* **MATERIALS PROVIDED**
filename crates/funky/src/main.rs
use funky::config;
use funky::gui::app::AppModel;
use funky::sys::runtime;
use relm4::prelude::*;

fn main() {
    env_logger::init();

    let config = config::load_or_default();

    let (tx, rx) = async_channel::bounded(32);

    // Start Background Services
    runtime::start_background_services(tx);

    let app = RelmApp::new("org.funkyui.funky");

    app.run::<AppModel>((config, rx));
}
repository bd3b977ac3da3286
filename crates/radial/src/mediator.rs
use crate::geometry::{Point, Radii};
use crate::host::{CursorRequest, EscapeResult, InputFocus, ParticipantId, PointerButton, UiSurface};
use crate::menu::{ClickOutcome, EscapeMode, EscapeOutcome, HoverChange, RadialMenu, Subscribers};
use crate::option::MenuOption;
use std::sync::atomic::{AtomicU64, Ordering};

/// Look/camera axes zeroed while the menu is open.
pub const DEFAULT_LOOK_AXES: &[usize] = &[2, 3, 4, 5];

static NEXT_PARTICIPANT: AtomicU64 = AtomicU64::new(1);

#[derive(Debug, Clone, PartialEq)]
pub struct MenuSettings {
    pub radii: Radii,
    pub escape: EscapeMode,
    pub look_axes: Vec<usize>,
}

impl Default for MenuSettings {
    fn default() -> Self {
        Self {
            radii: Radii::default(),
            escape: EscapeMode::default(),
            look_axes: DEFAULT_LOOK_AXES.to_vec(),
        }
    }
}

/// Sits between the host's surface and input stack and the menu state machine.
/// Construct one per surface and hand it to whatever delivers input.
pub struct Mediator<S: UiSurface, F: InputFocus> {
    menu: RadialMenu,
    settings: MenuSettings,
    surface: S,
    focus: F,
    participant: ParticipantId,
}

impl<S: UiSurface, F: InputFocus> Mediator<S, F> {
    pub fn new(settings: MenuSettings, surface: S, mut focus: F) -> Self {
        let participant = ParticipantId::from(NEXT_PARTICIPANT.fetch_add(1, Ordering::Relaxed));
        focus.register(participant);
        Self {
            menu: RadialMenu::new(settings.radii),
            settings,
            surface,
            focus,
            participant,
        }
    }

    pub fn notify_open_requested(&mut self, options: Vec<MenuOption>, subscribers: Subscribers) {
        log::info!("Opening radial menu with {} options", options.len());
        if !self.surface.contains_menu() {
            log::debug!("Radial menu not mounted, attaching to surface");
            self.surface.attach_menu();
        }

        // shown first: some hosts only know the cursor position of a mapped surface
        self.surface.set_menu_visible(true);
        let center = self.surface.menu_center();
        self.menu.open(center, options, subscribers);

        self.focus.request_cursor(self.participant, true);
        self.surface.mark_dirty();
    }

    pub fn on_escape_key(&mut self) -> EscapeResult {
        match self.menu.escape(self.settings.escape) {
            EscapeOutcome::Ignored => EscapeResult::PassThrough,
            EscapeOutcome::Cancelled | EscapeOutcome::Dismissed => {
                self.release();
                EscapeResult::Handled
            }
        }
    }

    pub fn on_pointer_move(&mut self, point: Point) -> HoverChange {
        let change = self.menu.update_hover(point);
        if change.is_changed() {
            self.surface.mark_dirty();
        }
        change
    }

    pub fn on_pointer_leave(&mut self) -> HoverChange {
        let change = self.menu.clear_hover();
        if change.is_changed() {
            self.surface.mark_dirty();
        }
        change
    }

    pub fn on_pointer_down(&mut self, button: PointerButton, point: Point) -> ClickOutcome {
        if button != PointerButton::Primary {
            return ClickOutcome::Ignored;
        }
        let outcome = self.menu.click(point);
        if outcome != ClickOutcome::Ignored {
            self.release();
        }
        outcome
    }

    pub fn translate_axes(&self, axes: &mut [f32]) {
        if !self.menu.is_open() {
            return;
        }
        for &axis in &self.settings.look_axes {
            if let Some(value) = axes.get_mut(axis) {
                *value = 0.0;
            }
        }
    }

    pub fn cursor_request(&self) -> CursorRequest {
        if self.menu.is_open() {
            CursorRequest::Show
        } else {
            CursorRequest::Ignore
        }
    }

    /// Returns whether the menu was open.
    pub fn close(&mut self) -> bool {
        let was_open = self.menu.close();
        if was_open {
            self.release();
        }
        was_open
    }

    pub fn reconfigure(&mut self, settings: MenuSettings) {
        if settings.radii != self.settings.radii {
            self.menu.reconfigure(settings.radii);
            self.surface.mark_dirty();
        }
        self.settings = settings;
    }

    fn release(&mut self) {
        self.focus.request_cursor(self.participant, false);
        self.surface.set_menu_visible(false);
        self.surface.mark_dirty();
    }

    pub fn menu(&self) -> &RadialMenu {
        &self.menu
    }

    pub fn settings(&self) -> &MenuSettings {
        &self.settings
    }

    pub fn surface(&self) -> &S {
        &self.surface
    }

    pub fn participant(&self) -> ParticipantId {
        self.participant
    }
}

impl<S: UiSurface, F: InputFocus> Drop for Mediator<S, F> {
    fn drop(&mut self) {
        if self.menu.close() {
            self.focus.request_cursor(self.participant, false);
        }
        if self.surface.contains_menu() {
            self.surface.detach_menu();
        }
        self.focus.unregister(self.participant);
    }
}
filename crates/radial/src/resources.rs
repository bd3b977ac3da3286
use derive_more::{AsRef, Deref, Display, From, Into};
use serde::{Deserialize, Serialize};

#[derive(
    Debug, Clone, PartialEq, Eq, Hash, Serialize, Deserialize, Display, Deref, From, Into, AsRef,
)]
#[serde(transparent)]
pub struct FontFamily(String);

crate::impl_string_newtype!(FontFamily);

pub const FALLBACK_FONT_FAMILY: &str = "Sans";

#[derive(Debug, Clone, PartialEq, Eq)]
pub struct FontHandle {
    pub family: FontFamily,
    pub bold: bool,
}

impl FontHandle {
    pub fn new(family: FontFamily) -> Self {
        Self { family, bold: true }
    }

    pub fn fallback() -> Self {
        Self::new(FontFamily::new(FALLBACK_FONT_FAMILY))
    }
}

/// Supplies ready-to-use style handles. Hosts decide how fonts are found.
pub trait ResourceProvider {
    fn label_font(&self) -> Option<FontHandle>;
}

/// The provider's label font, or [`FontHandle::fallback`] when it has none.
pub fn resolve_label_font(provider: &dyn ResourceProvider) -> FontHandle {
    provider.label_font().unwrap_or_else(|| {
        log::warn!(
            "Label font unavailable, falling back to '{}'",
            FALLBACK_FONT_FAMILY
        );
        FontHandle::fallback()
    })
}
#[derive(Debug, Clone)]
pub enum AppEvent {
    Show,
    Hide,
    ConfigReload,
}
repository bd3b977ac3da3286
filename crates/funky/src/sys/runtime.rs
use crate::events::AppEvent;
use async_channel::Sender;
use std::thread;
use tokio::runtime::Runtime;

pub fn start_background_services(tx: Sender<AppEvent>) {
    thread::spawn(move || {
        let rt = match Runtime::new() {
            Ok(rt) => rt,
            Err(e) => {
                log::error!("Failed to create Tokio runtime: {}", e);
                return;
            }
        };

        rt.block_on(async {
            {
                let tx = tx.clone();
                tokio::spawn(async move {
                    crate::sys::server::run_server(tx).await;
                });
            }

            {
                let tx = tx.clone();
                tokio::spawn(async move {
                    crate::config::run_async_watcher(tx).await;
                });
            }

            std::future::pending::<()>().await;
        });
    });
}
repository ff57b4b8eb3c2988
//! Command line interface for driftsim

use clap::Parser;
use std::fmt;

use crate::config::{ConfigError, Preset, SimulationConfig};

/// CLI-specific errors
#[derive(Debug)]
pub enum CliError {
    /// Configuration file could not be loaded
    ConfigLoad(String),
    /// The resulting configuration is unusable
    InvalidConfig(ConfigError),
}

impl fmt::Display for CliError {
    fn fmt(&self, f: &mut fmt::Formatter<'_>) -> fmt::Result {
        match self {
            CliError::ConfigLoad(msg) => write!(f, "Failed to load configuration: {msg}"),
            CliError::InvalidConfig(err) => write!(f, "Invalid configuration: {err}"),
        }
    }
}

impl std::error::Error for CliError {
    fn source(&self) -> Option<&(dyn std::error::Error + 'static)> {
        match self {
            CliError::ConfigLoad(_) => None,
            CliError::InvalidConfig(err) => Some(err),
        }
    }
}

const LONG_VERSION: &str = concat!(env!("CARGO_PKG_VERSION"), " (built ", env!("BUILD_DATE"), ")");

/// driftsim - particles under constant forces
#[derive(Parser, Debug, Default)]
#[command(version, long_version = LONG_VERSION, about, long_about = None)]
pub struct Args {
    /// Path to configuration file (TOML format)
    #[arg(short, long, value_name = "FILE")]
    pub config: Option<String>,

    /// Start from a named preset instead of the configured physics
    #[arg(long, value_name = "PRESET")]
    pub preset: Option<Preset>,

    /// Number of particles to simulate (overrides config file)
    #[arg(short = 'n', long, value_name = "COUNT")]
    pub particles: Option<usize>,

    /// Random forces per particle (overrides config file)
    #[arg(short = 'm', long, value_name = "COUNT")]
    pub forces: Option<usize>,

    /// Number of ticks to run (overrides config file)
    #[arg(short = 't', long, value_name = "TICKS")]
    pub steps: Option<usize>,

    /// Random seed for particle generation
    #[arg(short = 's', long, value_name = "SEED")]
    pub seed: Option<u64>,

    /// Ticks per second; 0 runs unpaced
    #[arg(short = 'r', long, value_name = "RATE")]
    pub rate: Option<f64>,

    /// Do not print positions after each tick
    #[arg(short = 'q', long)]
    pub quiet: bool,

    /// Enable verbose logging
    #[arg(short = 'v', long)]
    pub verbose: bool,

    /// List available presets and exit
    #[arg(long)]
    pub list_presets: bool,

    /// Print the effective configuration as TOML and exit
    #[arg(long)]
    pub print_config: bool,

    /// Write the effective configuration to the user config file
    #[arg(long)]
    pub save_config: bool,
}

/// Handles the --list-presets flag by printing available presets
pub fn handle_list_presets() {
    println!("Available presets:");
    for preset in Preset::ALL {
        let physics = preset.physics();
        println!(
            "  - {} ({} particles, {} random forces each, {} constant forces, {} ticks)",
            preset.name(),
            physics.particle_count,
            physics.force_count,
            physics.constant_forces.len(),
            physics.step_count,
        );
    }
}

/// Loads configuration from file or defaults, then applies command-line overrides
pub fn load_and_apply_config(args: &Args) -> Result<SimulationConfig, CliError> {
    let mut config = if let Some(config_path) = &args.config {
        println!("Loading configuration from: {config_path}");
        SimulationConfig::load(config_path).map_err(|err| CliError::ConfigLoad(err.to_string()))?
    } else {
        SimulationConfig::load_from_user_config()
    };

    apply_overrides(args, &mut config);

    config.validate().map_err(CliError::InvalidConfig)?;

    Ok(config)
}

/// Applies every command-line override on top of `config`
pub fn apply_overrides(args: &Args, config: &mut SimulationConfig) {
    if let Some(preset) = args.preset {
        println!("Using preset: {}", preset.name());
        config.physics = preset.physics();
    }

    if let Some(particle_count) = args.particles {
        println!("Overriding particle count to: {particle_count}");
        config.physics.particle_count = particle_count;
    }

    if let Some(force_count) = args.forces {
        println!("Overriding force count to: {force_count}");
        config.physics.force_count = force_count;
    }

    if let Some(step_count) = args.steps {
        println!("Overriding step count to: {step_count}");
        config.physics.step_count = step_count;
    }

    if let Some(seed) = args.seed {
        println!("Using random seed: {seed}");
        config.physics.initial_seed = Some(seed);
    }

    if let Some(rate) = args.rate {
        config.reporting.ticks_per_second = (rate != 0.0).then_some(rate);
    }

    if args.quiet {
        config.reporting.print_positions = false;
    }
}

#[cfg(test)]
mod tests {
    use super::*;

    #[test]
    fn test_parse_short_flags() {
        let args = Args::parse_from(["driftsim", "-n", "8", "-m", "0", "-t", "12", "-s", "3", "-q"]);

        assert_eq!(args.particles, Some(8));
        assert_eq!(args.forces, Some(0));
        assert_eq!(args.steps, Some(12));
        assert_eq!(args.seed, Some(3));
        assert!(args.quiet);
        assert!(!args.verbose);
    }

    #[test]
    fn test_parse_preset_names() {
        let args = Args::parse_from(["driftsim", "--preset", "gravity"]);
        assert_eq!(args.preset, Some(Preset::Gravity));

        let args = Args::parse_from(["driftsim", "--preset", "random_forces"]);
        assert_eq!(args.preset, Some(Preset::RandomForces));

        assert!(Args::try_parse_from(["driftsim", "--preset", "orbit"]).is_err());
    }

    #[test]
    fn test_overrides_apply_over_preset() {
        let args = Args {
            preset: Some(Preset::Gravity),
            particles: Some(3),
            seed: Some(99),
            rate: Some(0.0),
            quiet: true,
            ..Default::default()
        };
        let mut config = SimulationConfig::default();

        apply_overrides(&args, &mut config);

        assert_eq!(config.physics.particle_count, 3);
        assert_eq!(config.physics.force_count, 0);
        assert_eq!(config.physics.constant_forces.len(), 1);
        assert_eq!(config.physics.initial_seed, Some(99));
        assert_eq!(config.reporting.ticks_per_second, None);
        assert!(!config.reporting.print_positions);
    }

    #[test]
    fn test_no_overrides_leave_config_untouched() {
        let mut config = SimulationConfig::default();
        apply_overrides(&Args::default(), &mut config);
        assert_eq!(config, SimulationConfig::default());
    }

    #[test]
    fn test_missing_config_file_is_an_error() {
        let args = Args {
            config: Some("/nonexistent/driftsim.toml".to_string()),
            ..Default::default()
        };

        assert!(matches!(
            load_and_apply_config(&args),
            Err(CliError::ConfigLoad(_))
        ));
    }

    #[test]
    fn test_negative_rate_is_rejected() {
        let path = std::env::temp_dir().join(format!("driftsim-cli-test-{}.toml", std::process::id()));
        SimulationConfig::default().save(&path).unwrap();
        let args = Args {
            config: Some(path.display().to_string()),
            rate: Some(-2.0),
            ..Default::default()
        };

        let result = load_and_apply_config(&args);
        let _ = std::fs::remove_file(&path);

        assert!(matches!(result, Err(CliError::InvalidConfig(_))));
    }
}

* **TASK GOAL**
Print only these lines, please. They run from the start of the entries above to the line containing "#[derive(Debug, Clone, PartialEq)]", both ends included, and must match exactly.

* **RESPONSE FOR THIS EXERCISE**
filename crates/funky/src/main.rs
use funky::config;
use funky::gui::app::AppModel;
use funky::sys::runtime;
use relm4::prelude::*;

fn main() {
    env_logger::init();

    let config = config::load_or_default();

    let (tx, rx) = async_channel::bounded(32);

    // Start Background Services
    runtime::start_background_services(tx);

    let app = RelmApp::new("org.funkyui.funky");

    app.run::<AppModel>((config, rx));
}
repository bd3b977ac3da3286
filename crates/radial/src/mediator.rs
use crate::geometry::{Point, Radii};
use crate::host::{CursorRequest, EscapeResult, InputFocus, ParticipantId, PointerButton, UiSurface};
use crate::menu::{ClickOutcome, EscapeMode, EscapeOutcome, HoverChange, RadialMenu, Subscribers};
use crate::option::MenuOption;
use std::sync::atomic::{AtomicU64, Ordering};

/// Look/camera axes zeroed while the menu is open.
pub const DEFAULT_LOOK_AXES: &[usize] = &[2, 3, 4, 5];

static NEXT_PARTICIPANT: AtomicU64 = AtomicU64::new(1);

#[derive(Debug, Clone, PartialEq)]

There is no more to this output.